Saddle stitch staplers or simply saddle staplers are bookbinding tools designed to insert staples into the spine (saddle) of folded printed matter such as booklets, catalogues, brochures, and manuals. They are distinguished by the presence of a metal V-shaped hump or "saddle" which is used to precisely align the central fold of the material to be stapled. Manual saddle staplers are generally longer than most traditional staplers, which are too short to staple booklets easily.

A saddle stapler may also be used to staple fabric or other flexible material, as the material is bunched up inside the throat in order to reach the seam to be stapled. Most high-end photocopiers and digital production printers on the market have optional attached saddle stitch units that fold and staple booklets automatically.

==Design and components==
A saddle stitch stapler is built to align and fasten sheets at the fold rather than near an edge, distinguishing it from most office staplers. A metal V-shaped anvil (the “saddle”) supports the folded work so the staple legs penetrate on either side of the crease and are clinched centrally. Units typically provide a long throat or open frame to accommodate common booklet formats and allow alignment to the fold, together with adjustments for throat depth and head position where multiple stitches are required.

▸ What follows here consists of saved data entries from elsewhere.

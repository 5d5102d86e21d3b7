//! Caching wrapper around a [`TransitApi`].
//!
//! Responses are stored as JSON under `"<operation>:<arg>[:<arg>...]"` keys.
//! Time arguments are truncated to the minute (`YYYYMMDDHHmm`) so that
//! repeated board queries within the same minute share one upstream call.

use std::sync::Arc;

use chrono::{DateTime, Utc};
use serde::Serialize;
use serde::de::DeserializeOwned;
use tracing::{debug, trace};

use super::{Cache, TtlClass, TtlConfig};
use crate::viaggiatreno::{
    ApiError, Arrival, Departure, RegionStation, StationDetail, StationMatch, TrainJourney,
    TrainMatch, TransitApi,
};

/// Build a cache key from an operation name and its arguments.
pub fn cache_key(operation: &str, args: &[&str]) -> String {
    let mut key = String::from(operation);
    for arg in args {
        key.push(':');
        key.push_str(arg);
    }
    key
}

/// A query time truncated to minute resolution, as used in cache keys.
pub fn minute_key(when: DateTime<Utc>) -> String {
    when.format("%Y%m%d%H%M").to_string()
}

/// [`TransitApi`] that serves fresh responses from a [`Cache`].
///
/// Failed and absent results are never cached, so an upstream error or a
/// not-yet-published journey is retried on the next call.
pub struct CachedClient<C> {
    inner: C,
    cache: Arc<dyn Cache>,
    ttl: TtlConfig,
}

impl<C: TransitApi> CachedClient<C> {
    pub fn new(inner: C, cache: Arc<dyn Cache>, ttl: TtlConfig) -> Self {
        Self { inner, cache, ttl }
    }

    /// The wrapped client.
    pub fn inner(&self) -> &C {
        &self.inner
    }

    pub fn cache(&self) -> &Arc<dyn Cache> {
        &self.cache
    }

    /// Decode a cached value; undecodable entries count as a miss.
    fn lookup<T: DeserializeOwned>(&self, key: &str) -> Option<T> {
        let bytes = self.cache.get(key)?;
        match serde_json::from_slice(&bytes) {
            Ok(value) => {
                debug!(key, "cache hit");
                Some(value)
            }
            Err(e) => {
                debug!(key, error = %e, "discarding undecodable cache entry");
                None
            }
        }
    }

    fn store<T: Serialize>(&self, key: &str, value: &T, class: TtlClass) {
        match serde_json::to_vec(value) {
            Ok(bytes) => {
                trace!(key, ?class, bytes = bytes.len(), "cache store");
                self.cache.set(key, bytes, self.ttl.ttl(class));
            }
            Err(e) => debug!(key, error = %e, "response not cacheable"),
        }
    }
}

impl<C: TransitApi> TransitApi for CachedClient<C> {
    async fn autocomplete_station(&self, prefix: &str) -> Result<Vec<StationMatch>, ApiError> {
        let key = cache_key("autocompleta", &[prefix]);
        if let Some(hit) = self.lookup(&key) {
            return Ok(hit);
        }
        debug!(key = %key, "cache miss");

        let stations = self.inner.autocomplete_station(prefix).await?;
        self.store(&key, &stations, TtlClass::Static);
        Ok(stations)
    }

    async fn search_station(&self, prefix: &str) -> Result<Vec<StationDetail>, ApiError> {
        let key = cache_key("cerca_stazione", &[prefix]);
        if let Some(hit) = self.lookup(&key) {
            return Ok(hit);
        }
        debug!(key = %key, "cache miss");

        let stations = self.inner.search_station(prefix).await?;
        self.store(&key, &stations, TtlClass::Static);
        Ok(stations)
    }

    async fn find_train_number(&self, number: &str) -> Result<Vec<TrainMatch>, ApiError> {
        let key = cache_key("cerca_treno", &[number]);
        if let Some(hit) = self.lookup(&key) {
            return Ok(hit);
        }
        debug!(key = %key, "cache miss");

        let matches = self.inner.find_train_number(number).await?;
        self.store(&key, &matches, TtlClass::SemiStatic);
        Ok(matches)
    }

    async fn departures(
        &self,
        station_id: &str,
        when: DateTime<Utc>,
    ) -> Result<Vec<Departure>, ApiError> {
        let key = cache_key("partenze", &[station_id, &minute_key(when)]);
        if let Some(hit) = self.lookup(&key) {
            return Ok(hit);
        }
        debug!(key = %key, "cache miss");

        let departures = self.inner.departures(station_id, when).await?;
        self.store(&key, &departures, TtlClass::Realtime);
        Ok(departures)
    }

    async fn arrivals(
        &self,
        station_id: &str,
        when: DateTime<Utc>,
    ) -> Result<Vec<Arrival>, ApiError> {
        let key = cache_key("arrivi", &[station_id, &minute_key(when)]);
        if let Some(hit) = self.lookup(&key) {
            return Ok(hit);
        }
        debug!(key = %key, "cache miss");

        let arrivals = self.inner.arrivals(station_id, when).await?;
        self.store(&key, &arrivals, TtlClass::Realtime);
        Ok(arrivals)
    }

    async fn train_journey(
        &self,
        origin_id: &str,
        train_number: &str,
        departure_ts: i64,
    ) -> Result<Option<TrainJourney>, ApiError> {
        let ts = departure_ts.to_string();
        let key = cache_key("andamento", &[origin_id, train_number, &ts]);
        if let Some(hit) = self.lookup::<TrainJourney>(&key) {
            return Ok(Some(hit));
        }
        debug!(key = %key, "cache miss");

        let journey = self
            .inner
            .train_journey(origin_id, train_number, departure_ts)
            .await?;
        if let Some(journey) = &journey {
            self.store(&key, journey, TtlClass::Realtime);
        }
        Ok(journey)
    }

    async fn region_stations(&self, region: u8) -> Result<Vec<RegionStation>, ApiError> {
        let region_arg = region.to_string();
        let key = cache_key("elenco_stazioni", &[&region_arg]);
        if let Some(hit) = self.lookup(&key) {
            return Ok(hit);
        }
        debug!(key = %key, "cache miss");

        let stations = self.inner.region_stations(region).await?;
        self.store(&key, &stations, TtlClass::Static);
        Ok(stations)
    }
}
//! Point-to-point itinerary search.
//!
//! Takes the departure board at the origin, probes the journey of each
//! departing train, and emits direct solutions (the train reaches the
//! destination) and one-transfer solutions (the train stops somewhere a
//! later train to the destination leaves from). Candidates are probed
//! concurrently; a failed probe yields no solutions and never fails the
//! search.

use std::sync::Arc;

use chrono::{DateTime, Utc};
use tokio::task::JoinSet;
use tracing::{debug, warn};

use crate::viaggiatreno::{ApiError, Departure, TrainJourney, TransitApi};

use super::config::SearchConfig;
use super::model::{Leg, Solution};
use super::rank::rank_solutions;

/// Error from itinerary search.
#[derive(Debug, thiserror::Error)]
pub enum SearchError {
    /// The origin departure board could not be fetched
    #[error("failed to fetch departures from {station}: {source}")]
    OriginDepartures {
        station: String,
        #[source]
        source: ApiError,
    },

    /// Invalid search request
    #[error("invalid search request: {0}")]
    InvalidRequest(String),

    /// Search timed out
    #[error("search timed out")]
    Timeout,
}

/// Itinerary search engine over a transit API (normally the cached one).
pub struct ItineraryEngine<A> {
    api: Arc<A>,
    config: SearchConfig,
}

impl<A: TransitApi + 'static> ItineraryEngine<A> {
    pub fn new(api: Arc<A>, config: SearchConfig) -> Self {
        Self { api, config }
    }

    pub fn config(&self) -> &SearchConfig {
        &self.config
    }

    /// Solutions from `from` to `to` departing from now on.
    pub async fn search(&self, from: &str, to: &str) -> Result<Vec<Solution>, SearchError> {
        self.search_at(from, to, Utc::now()).await
    }

    /// Solutions from `from` to `to` using the origin board at `when`.
    ///
    /// Returns at most `max_results` solutions ordered by arrival time.
    /// Dropping the returned future cancels every outstanding probe.
    pub async fn search_at(
        &self,
        from: &str,
        to: &str,
        when: DateTime<Utc>,
    ) -> Result<Vec<Solution>, SearchError> {
        validate(from, to)?;

        tokio::time::timeout(self.config.timeout, self.run(from, to, when))
            .await
            .map_err(|_| SearchError::Timeout)?
    }

    async fn run(
        &self,
        from: &str,
        to: &str,
        when: DateTime<Utc>,
    ) -> Result<Vec<Solution>, SearchError> {
        let departures = self.api.departures(from, when).await.map_err(|source| {
            SearchError::OriginDepartures {
                station: from.to_string(),
                source,
            }
        })?;

        let mut tasks = JoinSet::new();
        for departure in departures.into_iter().take(self.config.max_departures) {
            if departure.is_cancelled() {
                debug!(train = departure.train_number, "skipping cancelled departure");
                continue;
            }
            let probe = Probe {
                api: self.api.clone(),
                config: self.config.clone(),
                from: from.to_string(),
                to: to.to_string(),
            };
            tasks.spawn(async move { probe.solutions_for(departure).await });
        }

        let mut solutions = Vec::new();
        while let Some(joined) = tasks.join_next().await {
            match joined {
                Ok(found) => solutions.extend(found),
                Err(e) => warn!(error = %e, "candidate probe task failed"),
            }
        }

        debug!(
            from,
            to,
            candidates = solutions.len(),
            "itinerary search finished probing"
        );
        Ok(rank_solutions(solutions, self.config.max_results))
    }
}

fn validate(from: &str, to: &str) -> Result<(), SearchError> {
    if from.trim().is_empty() || to.trim().is_empty() {
        return Err(SearchError::InvalidRequest(
            "origin and destination are required".to_string(),
        ));
    }
    if from == to {
        return Err(SearchError::InvalidRequest(
            "origin and destination are the same station".to_string(),
        ));
    }
    Ok(())
}

/// Everything one candidate task needs, owned so it can be spawned.
struct Probe<A> {
    api: Arc<A>,
    config: SearchConfig,
    from: String,
    to: String,
}

impl<A: TransitApi> Probe<A> {
    /// Solutions that start with the train behind `departure`.
    async fn solutions_for(&self, departure: Departure) -> Vec<Solution> {
        let Some(journey) = self.journey_of(&departure).await else {
            return Vec::new();
        };

        let Some(from_idx) = journey.find_stop(&self.from, 0) else {
            debug!(train = departure.train_number, "origin not on journey");
            return Vec::new();
        };

        if let Some(to_idx) = journey.find_stop(&self.to, from_idx + 1) {
            return Leg::from_journey(&journey, from_idx, to_idx)
                .and_then(|leg| Solution::direct(leg).ok())
                .into_iter()
                .collect();
        }

        // A train calling at the destination only before the origin is
        // heading the other way.
        if journey.calls_at(&self.to) {
            return Vec::new();
        }

        self.connections(&journey, from_idx).await
    }

    /// One-transfer solutions riding `first` from `from_idx` to an
    /// intermediate stop, then a second train to the destination.
    async fn connections(&self, first: &TrainJourney, from_idx: usize) -> Vec<Solution> {
        let mut solutions = Vec::new();

        for inter_idx in (from_idx + 1)..first.stops.len() {
            let inter = &first.stops[inter_idx];
            if inter.is_suppressed() {
                continue;
            }
            let Some(arrival) = inter.arrival_at() else {
                continue;
            };
            let earliest = arrival + self.config.min_connection();

            let departures = match self.api.departures(&inter.station_id, earliest).await {
                Ok(departures) => departures,
                Err(e) => {
                    debug!(station = %inter.station_id, error = %e, "interchange board unavailable");
                    continue;
                }
            };

            for connecting in departures {
                if connecting.is_cancelled() {
                    continue;
                }
                match connecting.departure_at() {
                    Some(at) if at >= earliest => {}
                    _ => continue,
                }

                let Some(second) = self.journey_of(&connecting).await else {
                    continue;
                };
                if let Some(solution) = transfer(first, from_idx, inter_idx, &second, &self.to) {
                    solutions.push(solution);
                    break;
                }
            }

            if solutions.len() >= self.config.max_transfers_per_leg {
                break;
            }
        }

        solutions
    }

    /// Full journey of a departing train; `None` on any failure.
    async fn journey_of(&self, departure: &Departure) -> Option<TrainJourney> {
        let number = departure.train_number.to_string();
        match self
            .api
            .train_journey(&departure.origin_id, &number, departure.departure_time)
            .await
        {
            Ok(Some(journey)) if !journey.stops.is_empty() => Some(journey),
            Ok(_) => {
                debug!(train = %number, "no journey data, skipping candidate");
                None
            }
            Err(e) => {
                debug!(train = %number, error = %e, "journey fetch failed, skipping candidate");
                None
            }
        }
    }
}

/// Two-leg solution changing at `first.stops[inter_idx]`, if `second`
/// calls there and later at `to`.
fn transfer(
    first: &TrainJourney,
    from_idx: usize,
    inter_idx: usize,
    second: &TrainJourney,
    to: &str,
) -> Option<Solution> {
    let interchange = &first.stops[inter_idx].station_id;
    let board = second.find_stop(interchange, 0)?;
    let alight = second.find_stop(to, board + 1)?;

    let first_leg = Leg::from_journey(first, from_idx, inter_idx)?;
    let second_leg = Leg::from_journey(second, board, alight)?;
    Solution::new(vec![first_leg, second_leg]).ok()
}

#[cfg(test)]
#[path = "search_tests.rs"]
mod tests;
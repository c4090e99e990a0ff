use std::{fmt, ops::Deref};

use bytes::Bytes;

use crate::error::Error;

mod lossy;
pub(crate) use lossy::LossyCollector;

/// Utf8 payload.
#[derive(Debug, Default, Clone, Eq, PartialEq, Hash)]
pub struct Utf8Bytes(Bytes);

impl Utf8Bytes {
    /// Creates from a static str.
    #[inline]
    pub const fn from_static(str: &'static str) -> Self {
        Self(Bytes::from_static(str.as_bytes()))
    }

    /// Decodes `bytes`, replacing every malformed sequence with U+FFFD.
    ///
    /// Valid input is kept as-is without copying.
    pub fn from_bytes_lossy(bytes: Bytes) -> Self {
        if simdutf8::basic::from_utf8(&bytes).is_ok() {
            Self(bytes)
        } else {
            String::from_utf8_lossy(&bytes).into_owned().into()
        }
    }

    /// Returns as a string slice.
    #[inline]
    pub fn as_str(&self) -> &str {
        // SAFETY: is valid utf8
        unsafe { std::str::from_utf8_unchecked(&self.0) }
    }

    /// Returns the underlying bytes.
    #[inline]
    pub fn as_bytes(&self) -> &[u8] {
        &self.0
    }
}

impl Deref for Utf8Bytes {
    type Target = str;

    #[inline]
    fn deref(&self) -> &Self::Target {
        self.as_str()
    }
}

impl AsRef<[u8]> for Utf8Bytes {
    #[inline]
    fn as_ref(&self) -> &[u8] {
        &self.0
    }
}

impl<T> PartialEq<T> for Utf8Bytes
where
    for<'a> &'a str: PartialEq<T>,
{
    #[inline]
    fn eq(&self, other: &T) -> bool {
        self.as_str() == *other
    }
}

impl fmt::Display for Utf8Bytes {
    #[inline]
    fn fmt(&self, f: &mut fmt::Formatter<'_>) -> fmt::Result {
        f.write_str(self.as_str())
    }
}

impl TryFrom<Bytes> for Utf8Bytes {
    type Error = Error;

    #[inline]
    fn try_from(bytes: Bytes) -> Result<Self, Self::Error> {
        simdutf8::basic::from_utf8(&bytes)?;
        Ok(Self(bytes))
    }
}

impl TryFrom<Vec<u8>> for Utf8Bytes {
    type Error = Error;

    #[inline]
    fn try_from(v: Vec<u8>) -> Result<Self, Self::Error> {
        Ok(String::from_utf8(v)?.into())
    }
}

impl From<String> for Utf8Bytes {
    #[inline]
    fn from(s: String) -> Self {
        Self(s.into())
    }
}

impl From<&str> for Utf8Bytes {
    #[inline]
    fn from(s: &str) -> Self {
        Self(Bytes::copy_from_slice(s.as_bytes()))
    }
}

impl From<Utf8Bytes> for Bytes {
    #[inline]
    fn from(Utf8Bytes(bytes): Utf8Bytes) -> Self {
        bytes
    }
}

#[cfg(test)]
mod tests {
    use super::*;

    #[test]
    fn lossy_keeps_valid_input() {
        let bytes = Bytes::from_static("grüße".as_bytes());
        let text = Utf8Bytes::from_bytes_lossy(bytes.clone());
        assert_eq!(text, "grüße");
        assert_eq!(text.as_bytes().as_ptr(), bytes.as_ptr());
    }

    #[test]
    fn lossy_replaces_invalid_input() {
        let text = Utf8Bytes::from_bytes_lossy(Bytes::from_static(b"ab\xffcd\xe2\x82"));
        assert_eq!(text, "ab\u{FFFD}cd\u{FFFD}");
    }

    #[test]
    fn strict_rejects_invalid_input() {
        assert!(Utf8Bytes::try_from(Bytes::from_static(b"\xc3\x28")).is_err());
        assert!(Utf8Bytes::try_from(vec![0xf0, 0x9f]).is_err());
        assert_eq!(Utf8Bytes::try_from(b"ok".to_vec()).unwrap(), "ok");
    }
}
//! Sans-I/O WebSocket framing for the [`monoio`](https://github.com/bytedance/monoio) ecosystem,
//! adapted from [`tungstenite-rs`](https://github.com/snapview/tungstenite-rs).
//!
//! [`FrameCodec`] turns messages into wire frames and rebuilds frames, or whole messages, from
//! byte chunks of any size. The decoder and encoder also implement the `monoio-codec` traits.

#![deny(
    missing_docs,
    unused_must_use,
    unused_mut,
    unused_imports,
    unused_import_braces
)]

pub mod error;
pub use error::{Error, Result};

pub mod protocol;

// re-export bytes since used in `Frame` and `Message` API.
pub use bytes::Bytes;

pub use crate::protocol::{
    CodecConfig, Message, Role,
    frame::{
        Frame, Utf8Bytes,
        codec::{EncodeOptions, FrameCodec, FrameDecoder, FrameEncoder},
    },
};
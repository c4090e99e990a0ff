// Streaming lossy UTF-8 decoding, modified from https://github.com/SimonSapin/rust-utf8/blob/218fea2b57b0e4c3de9fa17a376fcc4a4c0d08f3/src/lossy.rs

const REPLACEMENT: char = '\u{FFFD}';

/// Collects a text message from fragments, substituting U+FFFD for malformed sequences.
///
/// A multi-byte sequence that is split between two fragments is held back until the next
/// fragment arrives, so the result equals `String::from_utf8_lossy` over the concatenation.
#[derive(Debug, Default)]
pub(crate) struct LossyCollector {
    data: String,
    incomplete: [u8; 4],
    incomplete_len: u8,
}

impl LossyCollector {
    pub fn new() -> Self {
        Self::default()
    }

    /// Number of bytes collected so far, including a held-back partial sequence.
    pub fn len(&self) -> usize {
        self.data.len().saturating_add(self.incomplete_len as usize)
    }

    pub fn extend(&mut self, tail: &[u8]) {
        let mut input = tail;

        if self.incomplete_len > 0 {
            match self.try_complete(input) {
                Some(rest) => input = rest,
                None => return,
            }
        }

        while !input.is_empty() {
            match simdutf8::compat::from_utf8(input) {
                Ok(text) => {
                    self.data.push_str(text);
                    return;
                }

                Err(error) => {
                    let (valid, after_valid) = input.split_at(error.valid_up_to());
                    // SAFETY: `valid_up_to` marks the end of the valid prefix.
                    self.data.push_str(unsafe { std::str::from_utf8_unchecked(valid) });

                    match error.error_len() {
                        Some(invalid_sequence_length) => {
                            self.data.push(REPLACEMENT);
                            input = &after_valid[invalid_sequence_length..];
                        }

                        None => {
                            self.incomplete[..after_valid.len()].copy_from_slice(after_valid);
                            self.incomplete_len = after_valid.len() as u8;
                            return;
                        }
                    }
                }
            }
        }
    }

    /// Finishes the message. A dangling partial sequence becomes a single U+FFFD.
    pub fn into_string(mut self) -> String {
        if self.incomplete_len > 0 {
            self.data.push(REPLACEMENT);
        }
        self.data
    }

    /// Feeds the held-back sequence with bytes from `input`.
    ///
    /// Returns the unconsumed input, or `None` when the sequence is still incomplete and the
    /// input is exhausted.
    fn try_complete<'input>(&mut self, input: &'input [u8]) -> Option<&'input [u8]> {
        let initial_len = self.incomplete_len as usize;
        let copied = input.len().min(4 - initial_len);
        self.incomplete[initial_len..initial_len + copied].copy_from_slice(&input[..copied]);
        let spliced = &self.incomplete[..initial_len + copied];

        let consumed = match simdutf8::compat::from_utf8(spliced) {
            Ok(text) => {
                self.data.push_str(text);
                copied
            }

            Err(error) if error.valid_up_to() > 0 => {
                let valid_up_to = error.valid_up_to();
                // SAFETY: `valid_up_to` marks the end of the valid prefix.
                self.data
                    .push_str(unsafe { std::str::from_utf8_unchecked(&spliced[..valid_up_to]) });
                valid_up_to.saturating_sub(initial_len)
            }

            Err(error) => match error.error_len() {
                Some(invalid_sequence_length) => {
                    self.data.push(REPLACEMENT);
                    invalid_sequence_length.saturating_sub(initial_len)
                }

                None => {
                    self.incomplete_len = spliced.len() as u8;
                    return None;
                }
            },
        };

        self.incomplete_len = 0;
        Some(&input[consumed..])
    }
}

#[cfg(test)]
mod tests {
    use super::*;

    fn collect(parts: &[&[u8]]) -> String {
        let mut collector = LossyCollector::new();
        for part in parts {
            collector.extend(part);
        }
        collector.into_string()
    }

    #[test]
    fn joins_split_sequences() {
        let euro = "€".as_bytes();
        assert_eq!(collect(&[&b"a"[..], &euro[..1], &euro[1..2], &euro[2..], &b"b"[..]]), "a€b");
        assert_eq!(collect(&[&b"x\xf0\x9f"[..], &b"\x98\x80y"[..]]), "x😀y");
    }

    #[test]
    fn matches_std_lossy() {
        let input: &[u8] = b"ok\xe2\x82 \xff\xfe tail \xf0\x9f\x98";
        let expected = String::from_utf8_lossy(input).into_owned();
        for split in 0..=input.len() {
            let (a, b) = input.split_at(split);
            assert_eq!(collect(&[a, b]), expected, "split at {split}");
        }
        let bytewise: Vec<&[u8]> = input.chunks(1).collect();
        assert_eq!(collect(&bytewise), expected);
    }

    #[test]
    fn len_counts_pending_bytes() {
        let mut collector = LossyCollector::new();
        collector.extend(b"ab\xe2\x82");
        assert_eq!(collector.len(), 4);
        assert_eq!(collector.into_string(), "ab\u{FFFD}");
    }
}
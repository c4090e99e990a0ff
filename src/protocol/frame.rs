//! Utilities to work with raw WebSocket frames.

pub mod coding;

pub mod codec;
mod extension;
#[allow(clippy::module_inception)]
mod frame;
mod mask;
pub(crate) mod utf8;

pub use extension::Extension;
pub use frame::{Body, CloseFrame, Frame, FrameHeader};
pub use mask::{MaskSource, RandomMask, apply_mask, websocket_mask};
pub use utf8::Utf8Bytes;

- Stapling heads and clinchers
Most machines use a stapling head that forms and drives the wire through the paper into an opposing clincher, which bends the legs inward to secure the booklet. Some models accept pre-formed staples, while industrial heads may draw and cut from wire stock for continuous operation.

- Drive types
Saddle units are available as manual bench tools, foot-operated or pneumatic machines, and electric/servo-driven models. In print shops, the stapling head is often integrated with folding as a combined “fold-and-stitch” module attached to high-end copiers or digital presses.

- Fasteners
Common choices include galvanized or stainless steel staples in varying crown widths and leg lengths selected for paper thickness. Corrosion-resistant wire is preferred for long-term storage or higher-humidity environments.

- Safety features
Industrial machines may incorporate guards, interlocks, or two-hand controls to reduce the risk of injury during operation.